# What size to make circles in Silhouette Studio



## amyo11 (Oct 27, 2010)

I have Silhouette Studo to make some custom patterns, and it says to make circles int he drawing program to fit the rhinestones...I get all that however my question is do I make the circles the exact size of the stones I intend to use or should they be slightly larger? If so, by how much? 

Thank you!


----------



## Twanabee (Sep 14, 2009)

Always make your hole size at least 3 sizes larger. If you want 10SS stone (3mm) cut your holes either 13 or 14SS. This gives the stones a little room and makes it easier to brush in and lift with your tape. Dont forget to use baby power on your template after cutting and mounting on the backer board or your stones will stick to the glue that is left from cutting.


----------



## SandyMcC (Jul 23, 2009)

Where is the rhinestone feature in Silhouette Studio? I recently downloaded it but I haven't had a chance to play with it much.

Make the Cut also just came out with a new beta version that has rhinestone outline and fill. And you definitely need to select a larger rhinestone size from their menu in order to get circles properly sized for cutting.


----------



## amyo11 (Oct 27, 2010)

There is no "feature" per say. On the instructional DVD they explain how you can do it by creating/using an image or path and making the circles that correspond to the rhinestone size and just keep duplicating the circle while you fill in over your image or along the path. However, on the DVD they do not give specific sizes the cirles sould be. I thought I migh be able to copy and paste known circle sizes form a store bought design but it seems you cannot edit those...or at least I have not fiqured out how yet...

If anyone knows a way, I would love to hear...


----------



## SandyMcC (Jul 23, 2009)

Are you referring to editing the ones you download from the Silhouette store? You should be able to edit those and I can help you. I have jillions of them because I signed up for a one year unlimited subscription which just expired a week ago. So, if those are the ones you want to use, let me know and I'll help you figure it out! I can even make a quick video for you. : )


----------



## amyo11 (Oct 27, 2010)

Thanks. Yes, that is what I am trying to do. I think I fiqured out how to isolate the stones with the knife tool...so it is a start. Any tips would be welcomed. I really appreciate it. I have seen another of your videos and it really got me excited about this product....and now I have one!


----------



## SandyMcC (Jul 23, 2009)

Are you using RoboMaster or Silhouette Studio? I'm pretty sure you can break or ungroup those circles in either program, but the menu item / function will have a different name in the two programs.


----------



## amyo11 (Oct 27, 2010)

Thanks to everyone for all their help. I think I am on the right track. I just ordered the funtime 2010 (after I accidently purchased Funtime Rhinestone first last week). I figured out how to edit and just make my own designs with the Silhouette Studio too and my first rubber template worked great. The only issue I had was it as a bit difficult to peel it off the backing without the dots. The dots just wanted to stay in the template and I had to give them all a poke with a pencil to get them to pop out. A bit tedious. I was using the blue sheet from the Silhouette starter kit and in the program had the rhinestone template material selected in the settings and the speed 10 and thickness 33. Thinking back should I have also selected "double cut"? Will that make removing the dots easier? Or, increase the thickness?
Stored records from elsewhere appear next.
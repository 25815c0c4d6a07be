//! Error types for the generation worker.

use std::time::Duration;

use serde::{Deserialize, Serialize};

use crate::ai::ProviderKind;

/// Top-level error type for the worker.
#[derive(Debug, thiserror::Error)]
pub enum Error {
    #[error("Configuration error: {0}")]
    Config(#[from] ConfigError),

    #[error("Database error: {0}")]
    Database(#[from] DatabaseError),

    #[error("Generation error: {0}")]
    Generation(#[from] GenerationError),

    #[error("Limiter error: {0}")]
    Limiter(#[from] LimiterError),

    #[error("Worker error: {0}")]
    Worker(#[from] WorkerError),
}

/// Configuration-related errors.
#[derive(Debug, thiserror::Error)]
pub enum ConfigError {
    #[error("Missing required environment variable: {0}")]
    MissingEnvVar(String),

    #[error("Missing required configuration: {key}. {hint}")]
    MissingRequired { key: String, hint: String },

    #[error("Invalid configuration value for {key}: {message}")]
    InvalidValue { key: String, message: String },

    #[error("Failed to parse configuration: {0}")]
    ParseError(String),
}

/// Database-related errors.
#[derive(Debug, thiserror::Error)]
pub enum DatabaseError {
    #[error("Connection pool error: {0}")]
    Pool(String),

    #[error("Query failed: {0}")]
    Query(String),

    #[error("Entity not found: {entity} with id {id}")]
    NotFound { entity: String, id: String },

    #[error("Constraint violation: {0}")]
    Constraint(String),

    #[error("Migration failed: {0}")]
    Migration(String),

    #[error("Serialization error: {0}")]
    Serialization(String),
}

/// Classification of a failed generation attempt.
///
/// Transient kinds are retried with backoff; everything else is recorded
/// immediately.
#[derive(Debug, Clone, Copy, PartialEq, Eq, Hash, Serialize, Deserialize)]
#[serde(rename_all = "snake_case")]
pub enum ErrorKind {
    Timeout,
    Network,
    ProviderUnavailable,
    RateLimited,
    QuotaExceeded,
    InvalidCredentials,
    MalformedResponse,
    InvalidRequest,
    Storage,
}

impl ErrorKind {
    pub fn is_transient(&self) -> bool {
        matches!(
            self,
            Self::Timeout | Self::Network | Self::ProviderUnavailable | Self::RateLimited
        )
    }
}

impl std::fmt::Display for ErrorKind {
    fn fmt(&self, f: &mut std::fmt::Formatter<'_>) -> std::fmt::Result {
        let s = match self {
            Self::Timeout => "timeout",
            Self::Network => "network",
            Self::ProviderUnavailable => "provider_unavailable",
            Self::RateLimited => "rate_limited",
            Self::QuotaExceeded => "quota_exceeded",
            Self::InvalidCredentials => "invalid_credentials",
            Self::MalformedResponse => "malformed_response",
            Self::InvalidRequest => "invalid_request",
            Self::Storage => "storage",
        };
        write!(f, "{s}")
    }
}

/// A failed call to an AI provider (or the persistence step right after it).
#[derive(Debug, Clone, thiserror::Error)]
#[error("{provider} {kind}: {message}")]
pub struct GenerationError {
    pub provider: ProviderKind,
    pub kind: ErrorKind,
    pub message: String,
}

impl GenerationError {
    pub fn new(provider: ProviderKind, kind: ErrorKind, message: impl Into<String>) -> Self {
        Self {
            provider,
            kind,
            message: message.into(),
        }
    }

    pub fn is_transient(&self) -> bool {
        self.kind.is_transient()
    }
}

/// Concurrency limiter errors.
#[derive(Debug, Clone, thiserror::Error)]
pub enum LimiterError {
    #[error("No concurrency slot for {provider} within {waited:?}")]
    ConcurrencyExhausted {
        provider: ProviderKind,
        waited: Duration,
    },

    #[error("Concurrency limiter misconfigured: {0}")]
    Misconfigured(String),

    #[error("Concurrency limiter closed")]
    Closed,
}

/// Cycle-fatal worker errors. Per-item failures never surface here.
#[derive(Debug, thiserror::Error)]
pub enum WorkerError {
    #[error("Pause registry unreadable: {0}")]
    Pause(String),

    #[error("Database unavailable: {0}")]
    Database(#[from] DatabaseError),

    #[error("Limiter unavailable: {0}")]
    Limiter(#[from] LimiterError),

    #[error("Worker already in state {state}, cannot transition to {target}")]
    InvalidTransition { state: String, target: String },

    #[error("Cycle exceeded maximum duration of {0:?}")]
    Watchdog(Duration),
}

/// Result type alias for the worker.
pub type Result<T> = std::result::Result<T, Error>;

#[cfg(test)]
mod tests {
    use super::*;

    #[test]
    fn transient_kinds() {
        assert!(ErrorKind::Timeout.is_transient());
        assert!(ErrorKind::Network.is_transient());
        assert!(ErrorKind::ProviderUnavailable.is_transient());
        assert!(!ErrorKind::QuotaExceeded.is_transient());
        assert!(!ErrorKind::InvalidCredentials.is_transient());
        assert!(!ErrorKind::MalformedResponse.is_transient());
    }

    #[test]
    fn generation_error_display() {
        let err = GenerationError::new(ProviderKind::Google, ErrorKind::QuotaExceeded, "monthly cap");
        assert_eq!(err.to_string(), "google quota_exceeded: monthly cap");
    }
}
#[cfg(test)]
mod tests {
    use super::*;

    fn lookup_from(pairs: &[(&str, &str)]) -> impl Fn(&str) -> Option<String> {
        let map: HashMap<String, String> = pairs
            .iter()
            .map(|(k, v)| (k.to_string(), v.to_string()))
            .collect();
        move |key: &str| map.get(key).cloned()
    }

    #[test]
    fn defaults_are_valid() {
        let config = WorkerConfig::from_lookup(|_| None).unwrap();
        assert_eq!(config.instance, "default");
        assert_eq!(config.cycle_interval, Duration::from_secs(300));
        assert_eq!(config.retry.max_attempts, 3);
        assert!(config.quota.monthly_requests.is_empty());
        assert!(matches!(config.limiter.mode, AcquireMode::Blocking { .. }));
    }

    #[test]
    fn reads_overrides() {
        let config = WorkerConfig::from_lookup(lookup_from(&[
            ("QUIZGEN_INSTANCE", "worker-b"),
            ("QUIZGEN_CYCLE_INTERVAL_SECS", "60"),
            ("QUIZGEN_MAX_PER_PROVIDER", "2"),
            ("QUIZGEN_MAX_OLLAMA", "1"),
            ("QUIZGEN_FAIL_FAST", "true"),
            ("QUIZGEN_QUOTA_GOOGLE", "1500"),
            ("QUIZGEN_ADMIN_PORT", "off"),
            ("QUIZGEN_START_PAUSED", "1"),
        ]))
        .unwrap();
        assert_eq!(config.instance, "worker-b");
        assert_eq!(config.cycle_interval, Duration::from_secs(60));
        assert_eq!(config.limiter.max_per_provider[&ProviderKind::Google], 2);
        assert_eq!(config.limiter.max_per_provider[&ProviderKind::Ollama], 1);
        assert_eq!(config.limiter.mode, AcquireMode::FailFast);
        assert_eq!(config.quota.monthly_requests[&ProviderKind::Google], 1500);
        assert!(!config.quota.monthly_requests.contains_key(&ProviderKind::OpenAi));
        assert_eq!(config.admin_port, None);
        assert!(config.start_paused);
    }

    #[test]
    fn garbage_values_fall_back_to_defaults() {
        let config =
            WorkerConfig::from_lookup(lookup_from(&[("QUIZGEN_RETRY_ATTEMPTS", "lots")])).unwrap();
        assert_eq!(config.retry.max_attempts, 3);
    }

    #[test]
    fn heartbeat_must_be_shorter_than_cycle() {
        let err = WorkerConfig::from_lookup(lookup_from(&[
            ("QUIZGEN_CYCLE_INTERVAL_SECS", "30"),
            ("QUIZGEN_HEARTBEAT_INTERVAL_SECS", "30"),
        ]))
        .unwrap_err();
        assert!(err.to_string().contains("QUIZGEN_HEARTBEAT_INTERVAL_SECS"));
    }

    #[test]
    fn zero_provider_cap_rejected() {
        let err =
            WorkerConfig::from_lookup(lookup_from(&[("QUIZGEN_MAX_OPENAI", "0")])).unwrap_err();
        assert!(err.to_string().contains("QUIZGEN_MAX_OPENAI"));
    }

    #[test]
    fn backoff_grows_and_caps() {
        let retry = RetryConfig {
            max_attempts: 5,
            base_delay: Duration::from_millis(500),
            factor: 2.0,
            max_delay: Duration::from_millis(1500),
            jitter: 0.0,
        };
        assert_eq!(retry.delay_for(1), Duration::from_millis(500));
        assert_eq!(retry.delay_for(2), Duration::from_millis(1000));
        assert_eq!(retry.delay_for(3), Duration::from_millis(1500));
    }

    #[test]
    fn user_backoff_doubles_up_to_an_hour() {
        let backoff = UserBackoffConfig::default();
        assert_eq!(backoff.delay_for(1), Duration::from_secs(2));
        assert_eq!(backoff.delay_for(3), Duration::from_secs(8));
        assert_eq!(backoff.delay_for(12), Duration::from_secs(3600));
        assert_eq!(backoff.delay_for(40), Duration::from_secs(3600));
    }

    #[test]
    fn retention_limits_read_and_validated() {
        let config = WorkerConfig::from_lookup(lookup_from(&[
            ("QUIZGEN_MAX_HISTORY", "20"),
            ("QUIZGEN_MAX_ACTIVITY_LOGS", "250"),
        ]))
        .unwrap();
        assert_eq!(config.retention.max_history, 20);
        assert_eq!(config.retention.max_activity_logs, 250);

        let err =
            WorkerConfig::from_lookup(lookup_from(&[("QUIZGEN_MAX_HISTORY", "0")])).unwrap_err();
        assert!(err.to_string().contains("QUIZGEN_MAX_HISTORY"));
    }
}
use std::sync::Arc;

use anyhow::Context;
use tokio_util::sync::CancellationToken;
use tracing_subscriber::{EnvFilter, fmt, prelude::*};

use quizgen_worker::admin::admin_routes;
use quizgen_worker::ai::HttpGenerator;
use quizgen_worker::config::{AcquireMode, WorkerConfig};
use quizgen_worker::store::{Database, LibSqlBackend};
use quizgen_worker::worker::WorkerCoordinator;

/// Console logging, plus a daily-rolling file when `QUIZGEN_LOG_DIR` is set.
/// The returned guard flushes the file writer and must outlive `main`'s work.
fn init_tracing() -> Option<tracing_appender::non_blocking::WorkerGuard> {
    let filter = EnvFilter::try_from_default_env().unwrap_or_else(|_| EnvFilter::new("info"));

    match std::env::var("QUIZGEN_LOG_DIR") {
        Ok(dir) if !dir.trim().is_empty() => {
            let appender = tracing_appender::rolling::daily(dir, "quizgen-worker.log");
            let (writer, guard) = tracing_appender::non_blocking(appender);
            tracing_subscriber::registry()
                .with(filter)
                .with(fmt::layer().with_target(false))
                .with(
                    fmt::layer()
                        .with_target(false)
                        .with_ansi(false)
                        .with_writer(writer),
                )
                .init();
            Some(guard)
        }
        _ => {
            tracing_subscriber::fmt()
                .with_env_filter(filter)
                .with_target(false)
                .init();
            None
        }
    }
}

#[tokio::main]
async fn main() -> anyhow::Result<()> {
    let _log_guard = init_tracing();

    let config = WorkerConfig::from_env().context("invalid worker configuration")?;

    eprintln!("📝 Quizgen worker v{}", env!("CARGO_PKG_VERSION"));
    eprintln!("   Instance: {}", config.instance);
    eprintln!("   Cycle: every {}s", config.cycle_interval.as_secs());
    eprintln!(
        "   Concurrency: {} total ({})",
        config.limiter.max_total,
        match config.limiter.mode {
            AcquireMode::FailFast => "fail-fast".to_string(),
            AcquireMode::Blocking { wait } => format!("wait up to {}ms", wait.as_millis()),
        }
    );
    if config.start_paused {
        eprintln!("   Starting paused");
    }

    // ── Database ─────────────────────────────────────────────────────────
    let db_path = std::path::Path::new(&config.db_path);
    let db: Arc<dyn Database> = Arc::new(
        LibSqlBackend::new_local(db_path)
            .await
            .with_context(|| format!("failed to open database at {}", config.db_path))?,
    );
    eprintln!("   Database: {}", config.db_path);

    // ── Coordinator ──────────────────────────────────────────────────────
    let generator = Arc::new(
        HttpGenerator::new(config.call_timeout).context("failed to build HTTP client")?,
    );
    let admin_port = config.admin_port;
    let coordinator = WorkerCoordinator::new(config, Arc::clone(&db), generator).await?;
    let handle = coordinator.handle();

    // ── Admin API ────────────────────────────────────────────────────────
    if let Some(port) = admin_port {
        let listener = tokio::net::TcpListener::bind(format!("0.0.0.0:{}", port))
            .await
            .with_context(|| format!("failed to bind admin port {port}"))?;
        eprintln!("   Admin API: http://0.0.0.0:{}/api/worker/status", port);
        let app = admin_routes(handle.clone());
        tokio::spawn(async move {
            tracing::info!(port, "Admin API server started");
            if let Err(e) = axum::serve(listener, app).await {
                tracing::error!(error = %e, "Admin API server exited");
            }
        });
    } else {
        eprintln!("   Admin API: disabled");
    }
    eprintln!();

    let shutdown = CancellationToken::new();
    let mut worker = tokio::spawn(coordinator.run(shutdown.clone()));

    tokio::select! {
        finished = &mut worker => {
            finished.context("coordinator task panicked")??;
            tracing::warn!(instance = %handle.instance(), "Coordinator exited without a shutdown request");
            return Ok(());
        }
        signal = tokio::signal::ctrl_c() => {
            signal.context("failed to listen for shutdown signal")?;
        }
    }
    tracing::info!(instance = %handle.instance(), "Shutdown requested, finishing in-flight work");
    shutdown.cancel();

    worker.await.context("coordinator task panicked")??;
    eprintln!("   Worker stopped");
    Ok(())
}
Also, I am going to order the green motif rubber from KNK but I do not see backing board on the site. What do you use as a backing for the templates?


----------



## SandyMcC (Jul 23, 2009)

Yes.... you definitely want to use two passes... that will make a big difference in getting those circles to release.

I've used stencil board from KNK USA as a backing. It's works great and it's not expensive. (Just look under Stencil in the left column), however, quite a few members here are now using foam board! So, give that a try, too. You can buy it at dollar stores and craft stores and lots of other places, too.


----------



## amyo11 (Oct 27, 2010)

I ordered this kit 5 Sht Silhouette SD Supplimental 7200 ct Rhinestone Kit - eBay (item 310242171750 end time Nov-10-10 14:52:07 PST) but what actually came was a graphtec kit with the pink rubber instead of blue shown. Will this still work in my Silhouette SD...do I need to make any adjustments to the settings. The pink is a bit thicker than the blue. Has anyone with an SD used theis?


----------



## SandyMcC (Jul 23, 2009)

I've heard that the pink will not cut on a Silhouette, but I've not tested it myself. So, just give it a try. If it won't cut and you can't return it, then I'll swap some of the green I have with the pink. I've been eager to test the pink. If you're interested, let me know how large your piece is and I'll go ahead and cut and send you the same size green!


----------



## amyo11 (Oct 27, 2010)

Ok...that sounds fine...I think I will give it a try first. I'll update later with the results.


----------



## amyo11 (Oct 27, 2010)

Well, the pink was a no-go for me on the Silhouette SD. Barely scratched the surface. I would have to conclude that the pink material is just too dense even with a double-cut. SandyMcC - I sent you an email if you still wanted to swap. Thanks. -Amy


----------



## SandyMcC (Jul 23, 2009)

Yes... no problem! Happy to swap! : )


----------